About this task:
Read the records below and report each line in which "start" occurs.

Raw data:
————

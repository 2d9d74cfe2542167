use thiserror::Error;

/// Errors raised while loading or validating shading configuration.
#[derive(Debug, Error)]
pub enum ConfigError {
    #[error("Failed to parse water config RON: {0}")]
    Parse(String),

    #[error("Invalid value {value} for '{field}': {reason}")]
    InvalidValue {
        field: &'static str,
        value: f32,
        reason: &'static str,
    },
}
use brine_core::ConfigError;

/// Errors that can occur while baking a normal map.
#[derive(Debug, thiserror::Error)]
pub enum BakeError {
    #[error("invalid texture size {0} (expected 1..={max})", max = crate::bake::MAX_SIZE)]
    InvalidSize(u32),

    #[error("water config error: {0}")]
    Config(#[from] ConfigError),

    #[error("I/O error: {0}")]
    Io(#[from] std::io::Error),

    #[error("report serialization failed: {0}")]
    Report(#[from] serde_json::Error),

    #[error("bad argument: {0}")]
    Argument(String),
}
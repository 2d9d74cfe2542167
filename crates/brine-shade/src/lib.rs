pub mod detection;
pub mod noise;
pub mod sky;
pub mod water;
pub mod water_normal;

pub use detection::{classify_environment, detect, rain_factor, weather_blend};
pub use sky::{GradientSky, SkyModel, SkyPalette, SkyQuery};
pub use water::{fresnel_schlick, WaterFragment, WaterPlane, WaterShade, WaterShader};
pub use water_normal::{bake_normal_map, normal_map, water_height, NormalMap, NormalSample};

————

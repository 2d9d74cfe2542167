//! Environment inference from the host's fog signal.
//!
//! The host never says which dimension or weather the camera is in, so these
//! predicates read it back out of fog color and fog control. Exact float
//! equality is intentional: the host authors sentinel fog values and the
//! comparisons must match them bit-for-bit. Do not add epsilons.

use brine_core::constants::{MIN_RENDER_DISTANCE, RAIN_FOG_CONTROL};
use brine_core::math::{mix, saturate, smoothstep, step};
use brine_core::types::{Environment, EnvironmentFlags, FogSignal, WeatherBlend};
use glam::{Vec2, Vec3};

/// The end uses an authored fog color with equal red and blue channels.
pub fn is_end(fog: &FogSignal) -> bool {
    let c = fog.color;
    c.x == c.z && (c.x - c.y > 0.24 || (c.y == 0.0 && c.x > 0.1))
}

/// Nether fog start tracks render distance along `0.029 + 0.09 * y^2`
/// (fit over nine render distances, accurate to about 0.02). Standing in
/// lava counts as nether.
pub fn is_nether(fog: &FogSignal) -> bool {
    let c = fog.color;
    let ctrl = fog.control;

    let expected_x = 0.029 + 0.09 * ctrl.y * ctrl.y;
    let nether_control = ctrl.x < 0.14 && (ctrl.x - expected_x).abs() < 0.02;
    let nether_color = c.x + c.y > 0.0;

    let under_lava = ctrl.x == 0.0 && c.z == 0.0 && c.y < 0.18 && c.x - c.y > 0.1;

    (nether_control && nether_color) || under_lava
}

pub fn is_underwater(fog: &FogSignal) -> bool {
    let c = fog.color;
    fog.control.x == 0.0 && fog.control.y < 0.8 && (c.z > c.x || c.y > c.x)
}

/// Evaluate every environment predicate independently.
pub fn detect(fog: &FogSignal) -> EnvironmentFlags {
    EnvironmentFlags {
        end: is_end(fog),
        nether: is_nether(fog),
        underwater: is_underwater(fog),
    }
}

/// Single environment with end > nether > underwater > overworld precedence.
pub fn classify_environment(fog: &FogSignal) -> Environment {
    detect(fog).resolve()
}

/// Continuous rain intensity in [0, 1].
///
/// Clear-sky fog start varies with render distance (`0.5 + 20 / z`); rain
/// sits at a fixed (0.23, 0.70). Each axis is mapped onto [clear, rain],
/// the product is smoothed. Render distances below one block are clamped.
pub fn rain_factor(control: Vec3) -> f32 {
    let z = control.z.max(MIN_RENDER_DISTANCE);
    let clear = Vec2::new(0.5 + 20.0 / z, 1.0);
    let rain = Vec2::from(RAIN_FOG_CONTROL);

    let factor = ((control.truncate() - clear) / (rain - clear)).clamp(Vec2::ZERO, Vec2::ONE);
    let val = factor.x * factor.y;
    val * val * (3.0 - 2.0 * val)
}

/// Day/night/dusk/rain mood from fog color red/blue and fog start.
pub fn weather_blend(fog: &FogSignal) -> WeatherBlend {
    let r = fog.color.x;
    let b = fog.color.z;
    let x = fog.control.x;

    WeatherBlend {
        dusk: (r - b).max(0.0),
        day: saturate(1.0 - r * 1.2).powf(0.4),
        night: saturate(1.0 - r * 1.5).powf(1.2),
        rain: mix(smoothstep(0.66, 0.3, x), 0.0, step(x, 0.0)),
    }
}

————

Reply to the task:
/// Nether fog start tracks render distance along `0.029 + 0.09 * y^2`
/// Clear-sky fog start varies with render distance (`0.5 + 20 / z`); rain
/// Day/night/dusk/rain mood from fog color red/blue and fog start.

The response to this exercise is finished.